Start of EXTRACTED RECORDS

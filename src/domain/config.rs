//! Resolved run configuration.
//!
//! The CLI builds a `PipelineConfig` from flags/environment; library callers can
//! construct one directly. Nothing here has a built-in default for the two
//! empirically chosen constants (conversion factor, baseline year): they must be
//! supplied and are echoed into every report.

use std::path::PathBuf;

use serde::Serialize;

use crate::domain::{ColumnMapping, OverlapPolicy, SamplingCadence};
use crate::error::EngineError;

/// One input file and how to read it.
#[derive(Debug, Clone, Serialize)]
pub struct SeriesInput {
    pub path: PathBuf,
    pub columns: ColumnMapping,
    /// Display label for values of this series (e.g. "cm", "kg/m2").
    pub unit: String,
}

#[derive(Debug, Clone, Serialize)]
pub struct PipelineConfig {
    pub historical: SeriesInput,
    pub recent: SeriesInput,
    pub cadence: SamplingCadence,
    /// Calendar year of the recent series used as its reference level.
    pub baseline_year: i32,
    /// Recent units per one historical unit.
    pub unit_conversion_factor: f64,
    /// Fixed continuity anchor; `None` means "last historical value".
    pub offset: Option<f64>,
    pub overlap_policy: OverlapPolicy,
    /// Half-width (per year, series units) of the "stable" band used when
    /// interpreting significant trends.
    pub stable_band: f64,
    /// Number of future periods to forecast from the combined series (0 = skip).
    pub forecast_horizon: usize,
    #[serde(skip)]
    pub plot: bool,
    #[serde(skip)]
    pub plot_width: usize,
    #[serde(skip)]
    pub plot_height: usize,
    #[serde(skip)]
    pub export_json: Option<PathBuf>,
    #[serde(skip)]
    pub export_csv: Option<PathBuf>,
}

impl PipelineConfig {
    /// Check the externally supplied constants before any file is read.
    ///
    /// This only rejects values the arithmetic cannot use; physical plausibility
    /// of the factor or the baseline year is not verified.
    pub fn validate(&self) -> Result<(), EngineError> {
        if !self.unit_conversion_factor.is_finite() || self.unit_conversion_factor == 0.0 {
            return Err(EngineError::InvalidParameter(format!(
                "unit conversion factor must be finite and non-zero (got {})",
                self.unit_conversion_factor
            )));
        }
        if let Some(offset) = self.offset {
            if !offset.is_finite() {
                return Err(EngineError::InvalidParameter(format!(
                    "offset must be finite (got {offset})"
                )));
            }
        }
        if !self.stable_band.is_finite() || self.stable_band < 0.0 {
            return Err(EngineError::InvalidParameter(format!(
                "stable band must be finite and >= 0 (got {})",
                self.stable_band
            )));
        }
        for input in [&self.historical, &self.recent] {
            if input.columns.date_column.trim().is_empty() || input.columns.value_column.trim().is_empty() {
                return Err(EngineError::InvalidParameter(format!(
                    "column names for '{}' must not be empty",
                    input.path.display()
                )));
            }
        }
        Ok(())
    }
}
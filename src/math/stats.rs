//! Small descriptive-statistics helpers shared by the summary and forecast code.

pub fn mean(values: &[f64]) -> Option<f64> {
    if values.is_empty() {
        return None;
    }
    Some(values.iter().sum::<f64>() / values.len() as f64)
}

/// Sample standard deviation (`n - 1` denominator). `None` below two values.
pub fn sample_std(values: &[f64]) -> Option<f64> {
    if values.len() < 2 {
        return None;
    }
    let m = mean(values)?;
    let ss: f64 = values.iter().map(|v| (v - m) * (v - m)).sum();
    Some((ss / (values.len() as f64 - 1.0)).sqrt())
}

/// Population standard deviation (`n` denominator), used for feature scaling.
pub fn population_std(values: &[f64]) -> Option<f64> {
    let m = mean(values)?;
    let ss: f64 = values.iter().map(|v| (v - m) * (v - m)).sum();
    Some((ss / values.len() as f64).sqrt())
}

pub fn min_max(values: &[f64]) -> Option<(f64, f64)> {
    let mut it = values.iter().copied();
    let first = it.next()?;
    Some(it.fold((first, first), |(lo, hi), v| (lo.min(v), hi.max(v))))
}

#[cfg(test)]
mod tests {
    use super::*;

    #[test]
    fn basic_moments() {
        let v = [2.0, 4.0, 4.0, 4.0, 5.0, 5.0, 7.0, 9.0];
        assert_eq!(mean(&v), Some(5.0));
        assert_eq!(population_std(&v), Some(2.0));
        assert!((sample_std(&v).unwrap() - 2.138_089_935_299_395).abs() < 1e-12);
        assert_eq!(min_max(&v), Some((2.0, 9.0)));
    }

    #[test]
    fn empty_and_single_inputs() {
        assert_eq!(mean(&[]), None);
        assert_eq!(sample_std(&[1.0]), None);
        assert_eq!(min_max(&[]), None);
    }
}
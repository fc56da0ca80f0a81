//! Error types.
//!
//! Library code returns typed errors (`LoadError`, `EngineError`). The binary
//! collapses them into `AppError`, which carries the process exit code:
//!
//! - `2`: input/configuration problems (missing file, missing column, bad flag)
//! - `3`: not enough data to compute what was asked
//! - `4`: runtime/numerical failures

use std::path::PathBuf;

use thiserror::Error;

/// Failure to turn a tabular file into a validated `Series`.
#[derive(Debug, Error)]
pub enum LoadError {
    #[error("failed to open '{}': {source}", path.display())]
    Open {
        path: PathBuf,
        #[source]
        source: std::io::Error,
    },

    #[error("failed to read CSV headers of '{}': {source}", path.display())]
    Csv {
        path: PathBuf,
        #[source]
        source: csv::Error,
    },

    #[error("missing required column `{column}` in '{}'", path.display())]
    MissingColumn { path: PathBuf, column: String },

    #[error("no valid rows remain in '{}' ({rows_read} read, all dropped)", path.display())]
    NoValidRows { path: PathBuf, rows_read: usize },
}

/// Errors raised by the harmonization and trend engine.
#[derive(Debug, Error)]
pub enum EngineError {
    #[error(transparent)]
    Load(#[from] LoadError),

    #[error("insufficient data for {what}: need at least {needed} points, got {got}")]
    InsufficientData {
        what: &'static str,
        needed: usize,
        got: usize,
    },

    #[error("baseline window {year} contains no data points")]
    EmptyWindow { year: i32 },

    #[error("invalid parameter: {0}")]
    InvalidParameter(String),

    #[error(
        "historical and recent date ranges overlap (last historical {last_historical}, first recent {first_recent})"
    )]
    Overlap {
        last_historical: chrono::NaiveDate,
        first_recent: chrono::NaiveDate,
    },

    #[error("invalid series: {0}")]
    InvalidSeries(String),

    #[error("least-squares solve failed: {0}")]
    Solver(String),
}

impl EngineError {
    /// Process exit code used when this error aborts the CLI.
    pub fn exit_code(&self) -> u8 {
        match self {
            EngineError::Load(LoadError::NoValidRows { .. }) => 3,
            EngineError::Load(_) => 2,
            EngineError::InsufficientData { .. } | EngineError::EmptyWindow { .. } => 3,
            EngineError::InvalidParameter(_) | EngineError::Overlap { .. } => 2,
            EngineError::InvalidSeries(_) | EngineError::Solver(_) => 4,
        }
    }
}

#[derive(Clone)]
pub struct AppError {
    exit_code: u8,
    message: String,
}

impl AppError {
    pub fn new(exit_code: u8, message: impl Into<String>) -> Self {
        Self {
            exit_code,
            message: message.into(),
        }
    }

    pub fn exit_code(&self) -> u8 {
        self.exit_code
    }
}

impl std::fmt::Display for AppError {
    fn fmt(&self, f: &mut std::fmt::Formatter<'_>) -> std::fmt::Result {
        write!(f, "{}", self.message)
    }
}

impl std::fmt::Debug for AppError {
    fn fmt(&self, f: &mut std::fmt::Formatter<'_>) -> std::fmt::Result {
        f.debug_struct("AppError")
            .field("exit_code", &self.exit_code)
            .field("message", &self.message)
            .finish()
    }
}

impl std::error::Error for AppError {}

impl From<EngineError> for AppError {
    fn from(err: EngineError) -> Self {
        AppError::new(err.exit_code(), err.to_string())
    }
}

impl From<LoadError> for AppError {
    fn from(err: LoadError) -> Self {
        EngineError::from(err).into()
    }
}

End of EXTRACTED RECORDS

# EXERCISE
Every record is to be repeated exactly as it stands above.

# OUTPUT OF THE TASK
filename src/domain/config.rs
//! Resolved run configuration.
//!
//! The CLI builds a `PipelineConfig` from flags/environment; library callers can
//! construct one directly. Nothing here has a built-in default for the two
//! empirically chosen constants (conversion factor, baseline year): they must be
//! supplied and are echoed into every report.

use std::path::PathBuf;

use serde::Serialize;

use crate::domain::{ColumnMapping, OverlapPolicy, SamplingCadence};
use crate::error::EngineError;

/// One input file and how to read it.
#[derive(Debug, Clone, Serialize)]
pub struct SeriesInput {
    pub path: PathBuf,
    pub columns: ColumnMapping,
    /// Display label for values of this series (e.g. "cm", "kg/m2").
    pub unit: String,
}

#[derive(Debug, Clone, Serialize)]
pub struct PipelineConfig {
    pub historical: SeriesInput,
    pub recent: SeriesInput,
    pub cadence: SamplingCadence,
    /// Calendar year of the recent series used as its reference level.
    pub baseline_year: i32,
    /// Recent units per one historical unit.
    pub unit_conversion_factor: f64,
    /// Fixed continuity anchor; `None` means "last historical value".
    pub offset: Option<f64>,
    pub overlap_policy: OverlapPolicy,
    /// Half-width (per year, series units) of the "stable" band used when
    /// interpreting significant trends.
    pub stable_band: f64,
    /// Number of future periods to forecast from the combined series (0 = skip).
    pub forecast_horizon: usize,
    #[serde(skip)]
    pub plot: bool,
    #[serde(skip)]
    pub plot_width: usize,
    #[serde(skip)]
    pub plot_height: usize,
    #[serde(skip)]
    pub export_json: Option<PathBuf>,
    #[serde(skip)]
    pub export_csv: Option<PathBuf>,
}

impl PipelineConfig {
    /// Check the externally supplied constants before any file is read.
    ///
    /// This only rejects values the arithmetic cannot use; physical plausibility
    /// of the factor or the baseline year is not verified.
    pub fn validate(&self) -> Result<(), EngineError> {
        if !self.unit_conversion_factor.is_finite() || self.unit_conversion_factor == 0.0 {
            return Err(EngineError::InvalidParameter(format!(
                "unit conversion factor must be finite and non-zero (got {})",
                self.unit_conversion_factor
            )));
        }
        if let Some(offset) = self.offset {
            if !offset.is_finite() {
                return Err(EngineError::InvalidParameter(format!(
                    "offset must be finite (got {offset})"
                )));
            }
        }
        if !self.stable_band.is_finite() || self.stable_band < 0.0 {
            return Err(EngineError::InvalidParameter(format!(
                "stable band must be finite and >= 0 (got {})",
                self.stable_band
            )));
        }
        for input in [&self.historical, &self.recent] {
            if input.columns.date_column.trim().is_empty() || input.columns.value_column.trim().is_empty() {
                return Err(EngineError::InvalidParameter(format!(
                    "column names for '{}' must not be empty",
                    input.path.display()
                )));
            }
        }
        Ok(())
    }
}
filename src/math/stats.rs
//! Small descriptive-statistics helpers shared by the summary and forecast code.

pub fn mean(values: &[f64]) -> Option<f64> {
    if values.is_empty() {
        return None;
    }
    Some(values.iter().sum::<f64>() / values.len() as f64)
}

/// Sample standard deviation (`n - 1` denominator). `None` below two values.
pub fn sample_std(values: &[f64]) -> Option<f64> {
    if values.len() < 2 {
        return None;
    }
    let m = mean(values)?;
    let ss: f64 = values.iter().map(|v| (v - m) * (v - m)).sum();
    Some((ss / (values.len() as f64 - 1.0)).sqrt())
}

/// Population standard deviation (`n` denominator), used for feature scaling.
pub fn population_std(values: &[f64]) -> Option<f64> {
    let m = mean(values)?;
    let ss: f64 = values.iter().map(|v| (v - m) * (v - m)).sum();
    Some((ss / values.len() as f64).sqrt())
}

pub fn min_max(values: &[f64]) -> Option<(f64, f64)> {
    let mut it = values.iter().copied();
    let first = it.next()?;
    Some(it.fold((first, first), |(lo, hi), v| (lo.min(v), hi.max(v))))
}

#[cfg(test)]
mod tests {
    use super::*;

    #[test]
    fn basic_moments() {
        let v = [2.0, 4.0, 4.0, 4.0, 5.0, 5.0, 7.0, 9.0];
        assert_eq!(mean(&v), Some(5.0));
        assert_eq!(population_std(&v), Some(2.0));
        assert!((sample_std(&v).unwrap() - 2.138_089_935_299_395).abs() < 1e-12);
        assert_eq!(min_max(&v), Some((2.0, 9.0)));
    }

    #[test]
    fn empty_and_single_inputs() {
        assert_eq!(mean(&[]), None);
        assert_eq!(sample_std(&[1.0]), None);
        assert_eq!(min_max(&[]), None);
    }
}
repository fc56da0ca80f0a81
//! Error types.
//!
//! Library code returns typed errors (`LoadError`, `EngineError`). The binary
//! collapses them into `AppError`, which carries the process exit code:
//!
//! - `2`: input/configuration problems (missing file, missing column, bad flag)
//! - `3`: not enough data to compute what was asked
//! - `4`: runtime/numerical failures

use std::path::PathBuf;

use thiserror::Error;

/// Failure to turn a tabular file into a validated `Series`.
#[derive(Debug, Error)]
pub enum LoadError {
    #[error("failed to open '{}': {source}", path.display())]
    Open {
        path: PathBuf,
        #[source]
        source: std::io::Error,
    },

    #[error("failed to read CSV headers of '{}': {source}", path.display())]
    Csv {
        path: PathBuf,
        #[source]
        source: csv::Error,
    },

    #[error("missing required column `{column}` in '{}'", path.display())]
    MissingColumn { path: PathBuf, column: String },

    #[error("no valid rows remain in '{}' ({rows_read} read, all dropped)", path.display())]
    NoValidRows { path: PathBuf, rows_read: usize },
}

/// Errors raised by the harmonization and trend engine.
#[derive(Debug, Error)]
pub enum EngineError {
    #[error(transparent)]
    Load(#[from] LoadError),

    #[error("insufficient data for {what}: need at least {needed} points, got {got}")]
    InsufficientData {
        what: &'static str,
        needed: usize,
        got: usize,
    },

    #[error("baseline window {year} contains no data points")]
    EmptyWindow { year: i32 },

    #[error("invalid parameter: {0}")]
    InvalidParameter(String),

    #[error(
        "historical and recent date ranges overlap (last historical {last_historical}, first recent {first_recent})"
    )]
    Overlap {
        last_historical: chrono::NaiveDate,
        first_recent: chrono::NaiveDate,
    },

    #[error("invalid series: {0}")]
    InvalidSeries(String),

    #[error("least-squares solve failed: {0}")]
    Solver(String),
}

impl EngineError {
    /// Process exit code used when this error aborts the CLI.
    pub fn exit_code(&self) -> u8 {
        match self {
            EngineError::Load(LoadError::NoValidRows { .. }) => 3,
            EngineError::Load(_) => 2,
            EngineError::InsufficientData { .. } | EngineError::EmptyWindow { .. } => 3,
            EngineError::InvalidParameter(_) | EngineError::Overlap { .. } => 2,
            EngineError::InvalidSeries(_) | EngineError::Solver(_) => 4,
        }
    }
}

#[derive(Clone)]
pub struct AppError {
    exit_code: u8,
    message: String,
}

impl AppError {
    pub fn new(exit_code: u8, message: impl Into<String>) -> Self {
        Self {
            exit_code,
            message: message.into(),
        }
    }

    pub fn exit_code(&self) -> u8 {
        self.exit_code
    }
}

impl std::fmt::Display for AppError {
    fn fmt(&self, f: &mut std::fmt::Formatter<'_>) -> std::fmt::Result {
        write!(f, "{}", self.message)
    }
}

impl std::fmt::Debug for AppError {
    fn fmt(&self, f: &mut std::fmt::Formatter<'_>) -> std::fmt::Result {
        f.debug_struct("AppError")
            .field("exit_code", &self.exit_code)
            .field("message", &self.message)
            .finish()
    }
}

impl std::error::Error for AppError {}

impl From<EngineError> for AppError {
    fn from(err: EngineError) -> Self {
        AppError::new(err.exit_code(), err.to_string())
    }
}

impl From<LoadError> for AppError {
    fn from(err: LoadError) -> Self {
        EngineError::from(err).into()
    }
}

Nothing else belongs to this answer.